Dataset entries
*** Begin section ***
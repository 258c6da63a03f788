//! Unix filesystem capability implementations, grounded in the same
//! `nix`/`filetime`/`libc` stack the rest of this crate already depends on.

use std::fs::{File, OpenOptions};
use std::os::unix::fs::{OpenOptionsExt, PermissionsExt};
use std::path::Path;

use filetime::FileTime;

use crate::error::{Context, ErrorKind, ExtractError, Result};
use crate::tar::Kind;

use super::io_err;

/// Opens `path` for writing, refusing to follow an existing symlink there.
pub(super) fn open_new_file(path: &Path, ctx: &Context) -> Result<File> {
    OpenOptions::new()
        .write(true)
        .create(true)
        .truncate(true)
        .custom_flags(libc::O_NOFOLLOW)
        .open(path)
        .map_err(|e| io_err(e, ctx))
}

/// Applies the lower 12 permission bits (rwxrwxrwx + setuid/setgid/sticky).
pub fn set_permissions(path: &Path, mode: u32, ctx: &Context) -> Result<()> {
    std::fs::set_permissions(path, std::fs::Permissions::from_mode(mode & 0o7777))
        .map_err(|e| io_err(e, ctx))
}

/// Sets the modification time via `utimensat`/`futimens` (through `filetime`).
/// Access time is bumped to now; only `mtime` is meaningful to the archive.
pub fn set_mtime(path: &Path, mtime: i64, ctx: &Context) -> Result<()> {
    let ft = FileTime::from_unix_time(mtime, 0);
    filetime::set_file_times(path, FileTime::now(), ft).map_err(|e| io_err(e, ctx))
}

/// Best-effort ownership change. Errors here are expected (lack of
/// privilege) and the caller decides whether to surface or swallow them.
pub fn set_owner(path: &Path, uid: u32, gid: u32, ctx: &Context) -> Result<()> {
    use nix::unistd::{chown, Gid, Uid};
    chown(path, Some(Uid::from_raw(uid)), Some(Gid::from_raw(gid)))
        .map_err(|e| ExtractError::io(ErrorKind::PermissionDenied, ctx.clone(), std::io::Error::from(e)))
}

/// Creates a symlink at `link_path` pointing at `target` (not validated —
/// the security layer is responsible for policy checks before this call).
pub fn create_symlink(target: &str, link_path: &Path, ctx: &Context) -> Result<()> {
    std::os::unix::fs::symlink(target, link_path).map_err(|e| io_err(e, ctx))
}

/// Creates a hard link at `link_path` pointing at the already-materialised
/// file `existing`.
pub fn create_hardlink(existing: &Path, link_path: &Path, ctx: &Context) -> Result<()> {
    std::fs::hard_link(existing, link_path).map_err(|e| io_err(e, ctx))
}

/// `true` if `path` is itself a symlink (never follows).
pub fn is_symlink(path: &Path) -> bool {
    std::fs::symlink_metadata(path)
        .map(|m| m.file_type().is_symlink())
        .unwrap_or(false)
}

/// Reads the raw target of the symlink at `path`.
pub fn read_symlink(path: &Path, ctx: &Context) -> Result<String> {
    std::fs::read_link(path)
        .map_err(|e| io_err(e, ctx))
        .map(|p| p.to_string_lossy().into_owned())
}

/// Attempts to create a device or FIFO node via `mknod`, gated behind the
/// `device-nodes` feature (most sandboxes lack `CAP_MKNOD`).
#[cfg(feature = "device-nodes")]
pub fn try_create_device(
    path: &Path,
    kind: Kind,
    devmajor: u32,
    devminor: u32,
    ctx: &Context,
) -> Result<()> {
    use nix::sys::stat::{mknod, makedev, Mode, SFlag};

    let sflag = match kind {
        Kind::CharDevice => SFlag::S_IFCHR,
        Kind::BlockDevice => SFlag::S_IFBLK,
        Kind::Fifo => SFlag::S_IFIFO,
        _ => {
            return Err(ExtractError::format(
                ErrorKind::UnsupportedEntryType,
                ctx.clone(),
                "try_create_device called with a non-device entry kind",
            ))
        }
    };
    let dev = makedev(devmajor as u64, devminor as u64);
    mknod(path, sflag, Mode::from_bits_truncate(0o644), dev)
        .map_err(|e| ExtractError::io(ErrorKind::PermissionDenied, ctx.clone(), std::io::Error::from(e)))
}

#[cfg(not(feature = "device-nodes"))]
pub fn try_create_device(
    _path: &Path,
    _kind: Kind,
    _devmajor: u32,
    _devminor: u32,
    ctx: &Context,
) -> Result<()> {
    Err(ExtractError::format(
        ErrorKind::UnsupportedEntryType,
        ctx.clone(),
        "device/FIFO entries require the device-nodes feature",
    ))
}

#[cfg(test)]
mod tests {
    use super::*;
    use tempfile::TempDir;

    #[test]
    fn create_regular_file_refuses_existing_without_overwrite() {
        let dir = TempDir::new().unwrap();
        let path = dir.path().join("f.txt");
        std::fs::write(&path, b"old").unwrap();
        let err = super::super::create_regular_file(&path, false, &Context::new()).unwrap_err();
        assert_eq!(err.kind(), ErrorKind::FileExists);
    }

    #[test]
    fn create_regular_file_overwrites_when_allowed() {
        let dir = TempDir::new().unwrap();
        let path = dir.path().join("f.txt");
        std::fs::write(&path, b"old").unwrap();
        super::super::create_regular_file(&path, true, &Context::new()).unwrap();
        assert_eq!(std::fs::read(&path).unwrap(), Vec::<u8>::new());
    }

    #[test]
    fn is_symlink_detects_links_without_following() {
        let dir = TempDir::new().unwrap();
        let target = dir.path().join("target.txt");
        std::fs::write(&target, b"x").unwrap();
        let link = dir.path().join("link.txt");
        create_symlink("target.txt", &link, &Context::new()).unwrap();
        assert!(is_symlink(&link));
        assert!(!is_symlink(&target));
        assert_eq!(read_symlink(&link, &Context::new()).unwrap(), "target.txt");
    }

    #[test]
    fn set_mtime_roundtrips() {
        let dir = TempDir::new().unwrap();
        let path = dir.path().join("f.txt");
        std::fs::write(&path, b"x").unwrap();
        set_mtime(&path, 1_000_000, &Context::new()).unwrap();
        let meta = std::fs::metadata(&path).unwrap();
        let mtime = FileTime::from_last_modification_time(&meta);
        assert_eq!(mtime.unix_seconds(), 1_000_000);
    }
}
*** End section ***
Reproduce the data shown above exactly.

repository 258c6da63a03f788
//! Unix filesystem capability implementations, grounded in the same
//! `nix`/`filetime`/`libc` stack the rest of this crate already depends on.

use std::fs::{File, OpenOptions};
use std::os::unix::fs::{OpenOptionsExt, PermissionsExt};
use std::path::Path;

use filetime::FileTime;

use crate::error::{Context, ErrorKind, ExtractError, Result};
use crate::tar::Kind;

use super::io_err;

/// Opens `path` for writing, refusing to follow an existing symlink there.
pub(super) fn open_new_file(path: &Path, ctx: &Context) -> Result<File> {
    OpenOptions::new()
        .write(true)
        .create(true)
        .truncate(true)
        .custom_flags(libc::O_NOFOLLOW)
        .open(path)
        .map_err(|e| io_err(e, ctx))
}

/// Applies the lower 12 permission bits (rwxrwxrwx + setuid/setgid/sticky).
pub fn set_permissions(path: &Path, mode: u32, ctx: &Context) -> Result<()> {
    std::fs::set_permissions(path, std::fs::Permissions::from_mode(mode & 0o7777))
        .map_err(|e| io_err(e, ctx))
}

/// Sets the modification time via `utimensat`/`futimens` (through `filetime`).
/// Access time is bumped to now; only `mtime` is meaningful to the archive.
pub fn set_mtime(path: &Path, mtime: i64, ctx: &Context) -> Result<()> {
    let ft = FileTime::from_unix_time(mtime, 0);
    filetime::set_file_times(path, FileTime::now(), ft).map_err(|e| io_err(e, ctx))
}

/// Best-effort ownership change. Errors here are expected (lack of
/// privilege) and the caller decides whether to surface or swallow them.
pub fn set_owner(path: &Path, uid: u32, gid: u32, ctx: &Context) -> Result<()> {
    use nix::unistd::{chown, Gid, Uid};
    chown(path, Some(Uid::from_raw(uid)), Some(Gid::from_raw(gid)))
        .map_err(|e| ExtractError::io(ErrorKind::PermissionDenied, ctx.clone(), std::io::Error::from(e)))
}

/// Creates a symlink at `link_path` pointing at `target` (not validated —
/// the security layer is responsible for policy checks before this call).
pub fn create_symlink(target: &str, link_path: &Path, ctx: &Context) -> Result<()> {
    std::os::unix::fs::symlink(target, link_path).map_err(|e| io_err(e, ctx))
}

/// Creates a hard link at `link_path` pointing at the already-materialised
/// file `existing`.
pub fn create_hardlink(existing: &Path, link_path: &Path, ctx: &Context) -> Result<()> {
    std::fs::hard_link(existing, link_path).map_err(|e| io_err(e, ctx))
}

/// `true` if `path` is itself a symlink (never follows).
pub fn is_symlink(path: &Path) -> bool {
    std::fs::symlink_metadata(path)
        .map(|m| m.file_type().is_symlink())
        .unwrap_or(false)
}

/// Reads the raw target of the symlink at `path`.
pub fn read_symlink(path: &Path, ctx: &Context) -> Result<String> {
    std::fs::read_link(path)
        .map_err(|e| io_err(e, ctx))
        .map(|p| p.to_string_lossy().into_owned())
}

/// Attempts to create a device or FIFO node via `mknod`, gated behind the
/// `device-nodes` feature (most sandboxes lack `CAP_MKNOD`).
#[cfg(feature = "device-nodes")]
pub fn try_create_device(
    path: &Path,
    kind: Kind,
    devmajor: u32,
    devminor: u32,
    ctx: &Context,
) -> Result<()> {
    use nix::sys::stat::{mknod, makedev, Mode, SFlag};

    let sflag = match kind {
        Kind::CharDevice => SFlag::S_IFCHR,
        Kind::BlockDevice => SFlag::S_IFBLK,
        Kind::Fifo => SFlag::S_IFIFO,
        _ => {
            return Err(ExtractError::format(
                ErrorKind::UnsupportedEntryType,
                ctx.clone(),
                "try_create_device called with a non-device entry kind",
            ))
        }
    };
    let dev = makedev(devmajor as u64, devminor as u64);
    mknod(path, sflag, Mode::from_bits_truncate(0o644), dev)
        .map_err(|e| ExtractError::io(ErrorKind::PermissionDenied, ctx.clone(), std::io::Error::from(e)))
}

#[cfg(not(feature = "device-nodes"))]
pub fn try_create_device(
    _path: &Path,
    _kind: Kind,
    _devmajor: u32,
    _devminor: u32,
    ctx: &Context,
) -> Result<()> {
    Err(ExtractError::format(
        ErrorKind::UnsupportedEntryType,
        ctx.clone(),
        "device/FIFO entries require the device-nodes feature",
    ))
}

#[cfg(test)]
mod tests {
    use super::*;
    use tempfile::TempDir;

    #[test]
    fn create_regular_file_refuses_existing_without_overwrite() {
        let dir = TempDir::new().unwrap();
        let path = dir.path().join("f.txt");
        std::fs::write(&path, b"old").unwrap();
        let err = super::super::create_regular_file(&path, false, &Context::new()).unwrap_err();
        assert_eq!(err.kind(), ErrorKind::FileExists);
    }

    #[test]
    fn create_regular_file_overwrites_when_allowed() {
        let dir = TempDir::new().unwrap();
        let path = dir.path().join("f.txt");
        std::fs::write(&path, b"old").unwrap();
        super::super::create_regular_file(&path, true, &Context::new()).unwrap();
        assert_eq!(std::fs::read(&path).unwrap(), Vec::<u8>::new());
    }

    #[test]
    fn is_symlink_detects_links_without_following() {
        let dir = TempDir::new().unwrap();
        let target = dir.path().join("target.txt");
        std::fs::write(&target, b"x").unwrap();
        let link = dir.path().join("link.txt");
        create_symlink("target.txt", &link, &Context::new()).unwrap();
        assert!(is_symlink(&link));
        assert!(!is_symlink(&target));
        assert_eq!(read_symlink(&link, &Context::new()).unwrap(), "target.txt");
    }

    #[test]
    fn set_mtime_roundtrips() {
        let dir = TempDir::new().unwrap();
        let path = dir.path().join("f.txt");
        std::fs::write(&path, b"x").unwrap();
        set_mtime(&path, 1_000_000, &Context::new()).unwrap();
        let meta = std::fs::metadata(&path).unwrap();
        let mtime = FileTime::from_last_modification_time(&meta);
        assert_eq!(mtime.unix_seconds(), 1_000_000);
    }
}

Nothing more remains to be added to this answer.